I realise now that Tibet before the Chinese invasion was hardly the idyllic, spiritual and peace-loving paradise portrayed in films such as Martin Scorsese's emotionally powerful but hagiographic Kundun. Revelations about the sexual antics of supposedly saintly lamas have also taken some of the gloss off the Tibetan myth. And practices that to the devotee suggest a sacred spiritual tradition - such as lamas engaging in tantric rituals with young girls, or boys being taken from their families and raised in monasteries - in another light can be seen as clear examples of abuse.
I'm also aware of a double standard in myself, hostile as I am to the residual political power of religion in the Middle East and supportive of forces that seek to advance secular modernity in the Arab and Muslim world - but at the same time critical of Chinese attempts to modernise Tibet. I'm aware of the contradiction, but I'd defend myself by arguing that modernity can't be imposed by force, and that introducing the obvious benefits of modern communications, medicine and so on shouldn't be at the cost of annhilating a centuries-old culture.
And the form of modernity that China seeks to impose on Tibet is itself regressive: based on mass industrialisation, cultural homogeneity and political conformity. Western critics of China's policy in Tibet somehow need to find a way of opposing its harsh authoritarianism without idealising Tibetan culture or preventing it from evolving - and without seeing the East through the lens of their own post-industrial disillusionment with modernity and longing for an 'authentic' spiritual culture.
So yes, - 'Free Tibet' - but free it so that it can develop and modernise in its own way, not according to the centralised prescriptions of a discredited Maoist totalitarianism.

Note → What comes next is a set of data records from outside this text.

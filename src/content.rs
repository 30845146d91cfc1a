//! Lesson context for the tutor session
//!
//! The verb/tense tables and their UI live outside this crate; all the
//! engine needs is the currently selected lesson, turned into the
//! system instruction and greeting the channel is opened with.

use crate::channel::SessionConfig;

/// The currently selected practice target.
#[derive(Debug, Clone)]
pub struct Lesson {
    /// Tense being practiced, e.g. "Presente de Indicativo"
    pub tense: String,
    /// Infinitive of the verb being practiced, e.g. "hablar"
    pub verb: String,
}

impl Lesson {
    pub fn new(tense: impl Into<String>, verb: impl Into<String>) -> Self {
        Self {
            tense: tense.into(),
            verb: verb.into(),
        }
    }

    /// Build the fixed configuration a session connects with.
    pub fn session_config(&self, voice: &str) -> SessionConfig {
        SessionConfig {
            voice: voice.to_string(),
            system_instruction: self.system_instruction(),
            greeting: GREETING.to_string(),
        }
    }

    /// The tutor persona, parameterized by the selected tense and verb.
    fn system_instruction(&self) -> String {
        format!(
            "You are an expert Spanish conversation tutor with flawless native \
             pronunciation. The learner is practicing the conjugation of the verb \
             \"{verb}\" in the {tense}.\n\
             \n\
             Pronunciation guide:\n\
             - Use the natural, clear intonation of a native Castilian or Latin \
             American speaker.\n\
             - Stress the accented syllable firmly so the learner hears the \
             rhythm of the language.\n\
             - Explain gently in the learner's language, but switch to a full \
             native voice the moment you say a Spanish word or sentence.\n\
             \n\
             Pronoun reading rules (important):\n\
             - Where the table says \"El/Ella/Ud.\", read only \"El\" when \
             modeling, e.g. \"El habla\".\n\
             - Where the table says \"Ellos/Ellas/Uds.\", read only \"Ellos\", \
             e.g. \"Ellos hablan\".\n\
             \n\
             Lesson flow:\n\
             1. Briefly announce which conjugation you will practice together.\n\
             2. Read each conjugated form one at a time, following the pronoun \
             rules above, in clear native pronunciation.\n\
             3. Wait for the learner to repeat, encourage them, then move to \
             the next person.\n\
             4. When every form is done, close with praise and a short word of \
             encouragement.",
            verb = self.verb,
            tense = self.tense,
        )
    }
}

/// Sent once over the channel when the session opens, to elicit the
/// tutor's first utterance.
const GREETING: &str =
    "Hello! Shall we master these verb conjugations with native pronunciation?";

#[cfg(test)]
mod tests {
    use super::*;

    #[test]
    fn instruction_is_parameterized_by_the_lesson() {
        let lesson = Lesson::new("Presente de Indicativo", "hablar");
        let config = lesson.session_config("Puck");
        assert!(config.system_instruction.contains("hablar"));
        assert!(config.system_instruction.contains("Presente de Indicativo"));
        assert_eq!(config.voice, "Puck");
        assert!(!config.greeting.is_empty());
    }
}
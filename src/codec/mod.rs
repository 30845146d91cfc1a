//! Sample codec
//!
//! Converts between floating-point audio frames and the transport
//! representation: 16-bit signed little-endian PCM wrapped in base64,
//! tagged with a MIME-style rate string.

pub mod pcm;

pub use pcm::{decode_chunk, encode_samples, to_transport, EncodedChunk};
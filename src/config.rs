//! Application configuration
//!
//! Loaded from `config.toml` in the platform config directory; every
//! field falls back to a default so a missing file just works.

use serde::Deserialize;
use std::path::PathBuf;

use crate::constants::DEFAULT_VOICE;
use crate::error::{Error, Result};

#[derive(Debug, Clone, Deserialize)]
#[serde(default)]
pub struct AppConfig {
    /// Prebuilt synthetic voice requested from the tutor service
    pub voice_name: String,
    /// Lesson used when none is given on the command line
    pub default_tense: String,
    pub default_verb: String,
}

impl Default for AppConfig {
    fn default() -> Self {
        Self {
            voice_name: DEFAULT_VOICE.to_string(),
            default_tense: "Presente de Indicativo".to_string(),
            default_verb: "hablar".to_string(),
        }
    }
}

impl AppConfig {
    /// Load from the platform config directory, defaulting when the
    /// file does not exist.
    pub fn load() -> Result<Self> {
        match Self::config_path() {
            Some(path) if path.exists() => Self::from_file(&path),
            _ => Ok(Self::default()),
        }
    }

    pub fn from_file(path: &std::path::Path) -> Result<Self> {
        let raw = std::fs::read_to_string(path)?;
        Self::from_toml(&raw)
    }

    pub fn from_toml(raw: &str) -> Result<Self> {
        toml::from_str(raw).map_err(|e| Error::Config(e.to_string()))
    }

    fn config_path() -> Option<PathBuf> {
        directories::ProjectDirs::from("", "", "verb-shadowing")
            .map(|dirs| dirs.config_dir().join("config.toml"))
    }
}

#[cfg(test)]
mod tests {
    use super::*;

    #[test]
    fn defaults_apply_for_missing_fields() {
        let config = AppConfig::from_toml("voice_name = \"Kore\"").unwrap();
        assert_eq!(config.voice_name, "Kore");
        assert_eq!(config.default_verb, "hablar");
    }

    #[test]
    fn empty_file_is_the_default_config() {
        let config = AppConfig::from_toml("").unwrap();
        assert_eq!(config.voice_name, DEFAULT_VOICE);
    }

    #[test]
    fn invalid_toml_is_a_config_error() {
        assert!(matches!(
            AppConfig::from_toml("voice_name = ["),
            Err(Error::Config(_))
        ));
    }
}
//! Application state for API handlers

use crate::engine::ImpactEngine;

/// Shared application state
#[derive(Clone)]
pub struct AppState {
    pub engine: ImpactEngine,

    /// Daemon version
    pub version: String,

    /// Daemon start time
    pub started_at: chrono::DateTime<chrono::Utc>,
}

impl AppState {
    pub fn new(engine: ImpactEngine) -> Self {
        Self {
            engine,
            version: env!("CARGO_PKG_VERSION").to_string(),
            started_at: chrono::Utc::now(),
        }
    }

    /// Get uptime as a human-readable string
    pub fn uptime(&self) -> String {
        let secs = (chrono::Utc::now() - self.started_at).num_seconds();

        if secs < 60 {
            format!("{}s", secs)
        } else if secs < 3600 {
            format!("{}m {}s", secs / 60, secs % 60)
        } else if secs < 86400 {
            format!("{}h {}m", secs / 3600, (secs % 3600) / 60)
        } else {
            format!("{}d {}h", secs / 86400, (secs % 86400) / 3600)
        }
    }
}
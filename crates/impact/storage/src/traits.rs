use crate::model::{AttemptAppend, TransitionRequest, VerificationAttempt};
use crate::StorageResult;
use async_trait::async_trait;
use chrono::{DateTime, Utc};
use impact_types::{CauseId, Match, MatchId, MatchStatus, VolunteerId};

/// Generic query window for paged reads.
#[derive(Debug, Clone, Copy, Default)]
pub struct QueryWindow {
    pub limit: usize,
    pub offset: usize,
}

/// Lifecycle storage for matches.
#[async_trait]
pub trait MatchStore: Send + Sync {
    /// Record interest. Returns the existing match unchanged when the
    /// (volunteer, cause) pair is already recorded.
    async fn create(
        &self,
        volunteer_id: VolunteerId,
        cause_id: CauseId,
        created_at: DateTime<Utc>,
    ) -> StorageResult<Match>;

    /// Compare-and-swap on the current status. Only `interested` records move.
    async fn transition(&self, match_id: &MatchId, request: TransitionRequest)
        -> StorageResult<Match>;

    async fn get(&self, match_id: &MatchId) -> StorageResult<Option<Match>>;

    async fn find_by_pair(
        &self,
        volunteer_id: &VolunteerId,
        cause_id: &CauseId,
    ) -> StorageResult<Option<Match>>;

    /// A volunteer's matches oldest-first, optionally filtered by status.
    async fn list_by_volunteer(
        &self,
        volunteer_id: &VolunteerId,
        status: Option<MatchStatus>,
    ) -> StorageResult<Vec<Match>>;

    /// All matches newest-first.
    async fn list(&self, window: QueryWindow) -> StorageResult<Vec<Match>>;
}

/// Append-only audit of verification outcomes.
#[async_trait]
pub trait AttemptStore: Send + Sync {
    /// Append an attempt and return the hash-linked stored record.
    async fn append_attempt(&self, event: AttemptAppend) -> StorageResult<VerificationAttempt>;

    /// Read attempts newest-first.
    async fn list_attempts(&self, window: QueryWindow) -> StorageResult<Vec<VerificationAttempt>>;

    async fn latest_attempt_hash(&self) -> StorageResult<Option<String>>;
}

/// Storage bundle used by the verification ledger.
pub trait ImpactStorage: MatchStore + AttemptStore + Send + Sync {}

impl<T> ImpactStorage for T where T: MatchStore + AttemptStore + Send + Sync {}
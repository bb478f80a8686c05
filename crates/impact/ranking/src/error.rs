use thiserror::Error;

/// Failures of the catalog collaborator.
#[derive(Debug, Error)]
pub enum CatalogError {
    #[error("catalog seed error: {0}")]
    Seed(String),

    #[error("catalog backend error: {0}")]
    Backend(String),
}

/// Ranking errors. A missing geography tier is never one of them.
#[derive(Debug, Error)]
pub enum RankingError {
    #[error("volunteer not found: {0}")]
    VolunteerNotFound(String),

    #[error(transparent)]
    Catalog(#[from] CatalogError),
}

In his 1991 book Sacred Tibet, Philip Rawson wrote: “Tibetan culture offers powerful, untarnished and coherent alternatives to Western egotistical lifestyles, our short attention span, our gradually more pointless pursuit of material satisfactions…” In other words, the driving force behind Tibetophilia today is not political solidarity with the Tibetans, and certainly not any positive argument for full democratic equality for Tibetans, but rather a sense of disgust with western life. It is a deeply narcissistic project, where “the west perceives some lack within itself” and seeks to find fulfilment in the always-preserved “pure east”.Brendan O'Neil posts on The Guardian's Comment is Free:
This is why pro-Tibet campaigning can so easily slip into ugly China-bashing. In the morality tale constructed around Tibet, China comes to be seen as the evil representative of modernity, a faceless, smog-producing people who are ruining western activists’ spiritual backyard in Tibet. As Donald S Lopez Jnr argues in his fascinating book Prisoners of Shangri-La: Tibetan Buddhism and the West:
“The invasion of Tibet by [China] was and still is represented as an undifferentiated mass of godless Communists overrunning a peaceful land devoted only to ethereal pursuits… Tibet embodies the spiritual and the ancient, China the material and the modern. Tibetans are superhuman, Chinese are subhuman.”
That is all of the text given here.